Según proyecciones, la industria de la IA podría llegar a consumir más de 6.000 millones de metros cúbicos de agua para 2027, lo mismo que un país entero como Dinamarca. ¿Hasta qué punto estamos dispuestos a sacrificar recursos reales por ficciones digitales? ¿Cuánto vale un recuerdo ilustrado si, para hacerlo posible, estamos agotando la fuente misma que permite que los recuerdos continúen?

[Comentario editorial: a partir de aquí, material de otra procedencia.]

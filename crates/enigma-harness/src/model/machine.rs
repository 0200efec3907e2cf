//! Model machine: the reference implementation.

use enigma_core::MachineConfig;

use super::{
    operation::{Operation, OperationError, OperationResult, letter},
    plugboard::ModelPlugboard,
};

/// Rotors I..VIII as (name, wiring, turnover letters).
const ROTORS: [(&str, &str, &str); 8] = [
    ("I", "EKMFLGDQVZNTOWYHXUSPAIBRCJ", "Q"),
    ("II", "AJDKSIRUXBLHWTMCQGZNPYFVOE", "E"),
    ("III", "BDFHJLCPRTXVZNYEIWGAKMUSQO", "V"),
    ("IV", "ESOVPZJAYQUIRHXLNFTGKDCMWB", "J"),
    ("V", "VZBRGITYUPSDNHLXAWMJQOFECK", "Z"),
    ("VI", "JPGVOUMFYQBENHZRDKASXLICTW", "ZM"),
    ("VII", "NZJHGRCXMYSWBOUFAIVLPEKQDT", "ZM"),
    ("VIII", "FKQHTLXOCBJSPDZRAMEWNIUYGV", "ZM"),
];

const FOURTH_ROTORS: [(&str, &str); 2] =
    [("Beta", "LEYJVCNIXWPBQMDRTAKZGFUHOS"), ("Gamma", "FSOKANUERHMBTIYCWLQPZXVGJD")];

const REFLECTORS: [(&str, &str); 5] = [
    ("A", "EJMZALYXVBWFCRQUONTSPIKHGD"),
    ("B", "YRUHQSLDPXNGOKMIEBFZCWVJAT"),
    ("C", "FVPJIAOYEDRZXWGCTKUQSBNMHL"),
    ("B-thin", "ENKQAUYWJICOPBLMDXZVFTHRGS"),
    ("C-thin", "RDOBJNTKVEHMLFCWZAXGYIPSUQ"),
];

/// Observable state for oracle comparison.
///
/// This is the subset of machine state that can be compared against the real
/// implementation.
#[derive(Debug, Clone, PartialEq, Eq)]
pub struct ObservableState {
    /// Rotor names, left to right.
    pub rotors: [&'static str; 3],
    /// Window letters, left to right.
    pub positions: String,
    /// Ring settings, left to right.
    pub rings: String,
    /// Fourth rotor name, position and ring.
    pub fourth: Option<(&'static str, char, char)>,
    /// Reflector name.
    pub reflector: &'static str,
    /// Canonical plugboard specification.
    pub plugboard: String,
}

/// Index of an uppercase letter.
fn index(c: char) -> u8 {
    u8::try_from(c).map_or(0, |b| b.wrapping_sub(b'A') % 26)
}

/// One rotor as a wiring string plus window and ring letters.
#[derive(Debug, Clone, PartialEq, Eq)]
pub struct ModelRotor {
    name: &'static str,
    wiring: &'static str,
    turnovers: &'static str,
    position: char,
    ring: char,
}

impl ModelRotor {
    fn stepping(index: u8) -> Self {
        let (name, wiring, turnovers) = ROTORS[usize::from(index) % ROTORS.len()];
        Self { name, wiring, turnovers, position: 'A', ring: 'A' }
    }

    fn fourth(index: u8) -> Self {
        let (name, wiring) = FOURTH_ROTORS[usize::from(index) % FOURTH_ROTORS.len()];
        Self { name, wiring, turnovers: "", position: 'A', ring: 'A' }
    }

    fn named(name: &str) -> Option<Self> {
        let stepping = (0u8..8).map(Self::stepping);
        let fourth = (0u8..2).map(Self::fourth);
        stepping.chain(fourth).find(|rotor| rotor.name == name)
    }

    /// How far the wiring core is turned relative to the housing.
    fn shift(&self) -> u8 {
        (index(self.position) + 26 - index(self.ring)) % 26
    }

    /// Signal travelling towards the reflector.
    pub fn forward(&self, c: char) -> char {
        let shift = self.shift();
        let contact = usize::from((index(c) + shift) % 26);
        let wired = self.wiring.chars().nth(contact).unwrap_or(c);
        letter(index(wired) + 26 - shift)
    }

    /// Signal travelling back from the reflector: the letter whose forward
    /// image is `c`.
    pub fn backward(&self, c: char) -> char {
        ('A'..='Z').find(|&x| self.forward(x) == c).unwrap_or(c)
    }

    /// Move one letter on. Returns true if the rotor was on a turnover letter,
    /// or on Y for a rotor without one.
    fn turn(&mut self) -> bool {
        let leaving = self.position;
        self.position = letter(index(leaving) + 1);
        if self.turnovers.is_empty() { leaving == 'Y' } else { self.turnovers.contains(leaving) }
    }
}

/// Reference machine.
#[derive(Debug, Clone, PartialEq, Eq)]
pub struct ModelMachine {
    /// Left, middle, right.
    rotors: [ModelRotor; 3],
    fourth: Option<ModelRotor>,
    reflector: (&'static str, &'static str),
    plugboard: ModelPlugboard,
}

impl ModelMachine {
    /// Rotors III II I, reflector A, positions AAZ, no plugs.
    pub fn new() -> Self {
        let mut right = ModelRotor::stepping(0);
        right.position = 'Z';
        Self {
            rotors: [ModelRotor::stepping(2), ModelRotor::stepping(1), right],
            fourth: None,
            reflector: REFLECTORS[0],
            plugboard: ModelPlugboard::new(),
        }
    }

    /// Model of a real configuration, by catalog name.
    ///
    /// Returns `None` if the configuration names something the model does not
    /// know.
    pub fn from_config(config: &MachineConfig) -> Option<Self> {
        let rotor = |name: &str, position: char, ring: char| {
            ModelRotor::named(name).map(|r| ModelRotor { position, ring, ..r })
        };

        let rotors = &config.rotors;
        let names = [rotors.left.name(), rotors.middle.name(), rotors.right.name()];
        let positions = config.positions.to_string();
        let rings = config.rings.to_string();

        let mut rotors = Vec::with_capacity(3);
        for ((&name, position), ring) in names.iter().zip(positions.chars()).zip(rings.chars()) {
            rotors.push(rotor(name, position, ring)?);
        }
        let rotors: [ModelRotor; 3] = rotors.try_into().ok()?;

        let fourth = match config.fourth {
            Some(f) => Some(rotor(f.rotor.name(), f.position.to_char(), f.ring.to_char())?),
            None => None,
        };

        let reflector =
            REFLECTORS.iter().copied().find(|(name, _)| *name == config.reflector.name())?;

        let mut plugboard = ModelPlugboard::new();
        plugboard.configure(&config.plugboard);

        Some(Self { rotors, fourth, reflector, plugboard })
    }

    /// Apply an operation and return the result.
    ///
    /// This is the main entry point for model-based testing. The result should
    /// match the real implementation's result.
    pub fn apply(&mut self, op: &Operation) -> OperationResult {
        match op {
            Operation::Press { letter: l } => OperationResult::Output(self.press(letter(*l))),
            Operation::Space => OperationResult::Output(' '),
            Operation::SetPositions { letters } => {
                for (rotor, l) in self.rotors.iter_mut().zip(letters) {
                    rotor.position = letter(*l);
                }
                OperationResult::Ok
            },
            Operation::SetRings { letters } => {
                for (rotor, l) in self.rotors.iter_mut().zip(letters) {
                    rotor.ring = letter(*l);
                }
                OperationResult::Ok
            },
            Operation::SetRotor { slot, rotor } => {
                let current = &mut self.rotors[usize::from(slot % 3)];
                let (position, ring) = (current.position, current.ring);
                *current = ModelRotor { position, ring, ..ModelRotor::stepping(*rotor) };
                OperationResult::Ok
            },
            Operation::SetReflector { reflector } => {
                self.reflector = REFLECTORS[usize::from(*reflector) % REFLECTORS.len()];
                OperationResult::Ok
            },
            Operation::SetFourth { rotor } => {
                self.fourth = rotor.map(ModelRotor::fourth);
                OperationResult::Ok
            },
            Operation::SetFourthPosition { letter: l } => match &mut self.fourth {
                Some(fourth) => {
                    fourth.position = letter(*l);
                    OperationResult::Ok
                },
                None => OperationResult::Error(OperationError::NoFourthRotor),
            },
            Operation::SetFourthRing { letter: l } => match &mut self.fourth {
                Some(fourth) => {
                    fourth.ring = letter(*l);
                    OperationResult::Ok
                },
                None => OperationResult::Error(OperationError::NoFourthRotor),
            },
            Operation::SetPlugboard { spec } => {
                self.plugboard.configure(&spec.to_spec());
                OperationResult::Ok
            },
        }
    }

    /// Step the rotors, then encipher one uppercase letter.
    pub fn press(&mut self, c: char) -> char {
        let [left, middle, right] = &mut self.rotors;
        if right.turn() && middle.turn() {
            left.turn();
            middle.turn();
        }

        let mut c = self.plugboard.swap(c);
        for rotor in self.rotors.iter().rev() {
            c = rotor.forward(c);
        }
        if let Some(fourth) = &self.fourth {
            c = fourth.forward(c);
        }
        c = self.reflector.1.chars().nth(usize::from(index(c))).unwrap_or(c);
        if let Some(fourth) = &self.fourth {
            c = fourth.backward(c);
        }
        for rotor in &self.rotors {
            c = rotor.backward(c);
        }
        self.plugboard.swap(c)
    }

    /// Encipher a message of uppercase letters and spaces.
    pub fn encipher(&mut self, text: &str) -> String {
        text.chars().map(|c| if c == ' ' { c } else { self.press(c) }).collect()
    }

    /// Get the observable state for oracle comparison.
    pub fn observable_state(&self) -> ObservableState {
        ObservableState {
            rotors: [self.rotors[0].name, self.rotors[1].name, self.rotors[2].name],
            positions: self.rotors.iter().map(|r| r.position).collect(),
            rings: self.rotors.iter().map(|r| r.ring).collect(),
            fourth: self.fourth.as_ref().map(|f| (f.name, f.position, f.ring)),
            reflector: self.reflector.0,
            plugboard: self.plugboard.canonical(),
        }
    }
}

impl Default for ModelMachine {
    fn default() -> Self {
        Self::new()
    }
}

#[cfg(test)]
mod tests {
    use super::*;

    fn historical() -> ModelMachine {
        let mut model = ModelMachine::new();
        model.apply(&Operation::SetRotor { slot: 0, rotor: 0 });
        model.apply(&Operation::SetRotor { slot: 2, rotor: 2 });
        model.apply(&Operation::SetReflector { reflector: 1 });
        model.apply(&Operation::SetPositions { letters: [0, 0, 0] });
        model
    }

    #[test]
    fn historical_check_group() {
        let mut model = historical();
        assert_eq!(model.encipher("AAAAA"), "BDZGO");
        assert_eq!(model.observable_state().positions, "AAF");
    }

    #[test]
    fn double_step() {
        let mut model = historical();
        model.apply(&Operation::SetPositions { letters: [0, 4, 21] });
        model.press('A');
        assert_eq!(model.observable_state().positions, "BGW");
    }

    #[test]
    fn backward_inverts_forward() {
        let mut rotor = ModelRotor::stepping(5);
        rotor.position = 'K';
        rotor.ring = 'R';
        for c in 'A'..='Z' {
            assert_eq!(rotor.backward(rotor.forward(c)), c);
        }
    }

    #[test]
    fn fourth_rotor_operations_need_a_rotor() {
        let mut model = ModelMachine::new();
        assert_eq!(
            model.apply(&Operation::SetFourthRing { letter: 3 }),
            OperationResult::Error(OperationError::NoFourthRotor)
        );
        model.apply(&Operation::SetFourth { rotor: Some(1) });
        assert_eq!(model.apply(&Operation::SetFourthRing { letter: 3 }), OperationResult::Ok);
        assert_eq!(model.observable_state().fourth, Some(("Gamma", 'A', 'D')));
    }

    #[test]
    fn from_default_config_matches_new() {
        assert_eq!(ModelMachine::from_config(&MachineConfig::default()), Some(ModelMachine::new()));
    }
}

Esto no es una condena a la IA. Al contrario. Creo profundamente en su capacidad transformadora. Creo en su poder educativo, en su potencial para democratizar el acceso al conocimiento, en su utilidad para crear modelos más eficientes de salud, energía, transporte. Pero precisamente por eso —porque la IA llegó para quedarse— necesitamos empezar a construir marcos éticos y sostenibles que la guíen. No podemos dejarla en manos de una lógica de consumo desmedido, de “cuanto más rápido, mejor”, sin pensar en los costos ocultos.

La IA debería ser un instrumento al servicio de la vida, no una amenaza silenciosa que la debilita mientras creemos estar avanzando. Necesitamos hablar de sostenibilidad tecnológica. Necesitamos invertir en innovación que optimice el uso de recursos, en centros de datos que funcionen con energías renovables y sistemas de enfriamiento que no dependan del agua potable. Necesitamos exigir transparencia a las grandes empresas tecnológicas sobre sus huellas ambientales. Y, sobre todo, necesitamos ciudadanía digital consciente: usuarios que se pregunten, como yo me estoy preguntando hoy, si todo lo que se puede hacer, realmente debe hacerse.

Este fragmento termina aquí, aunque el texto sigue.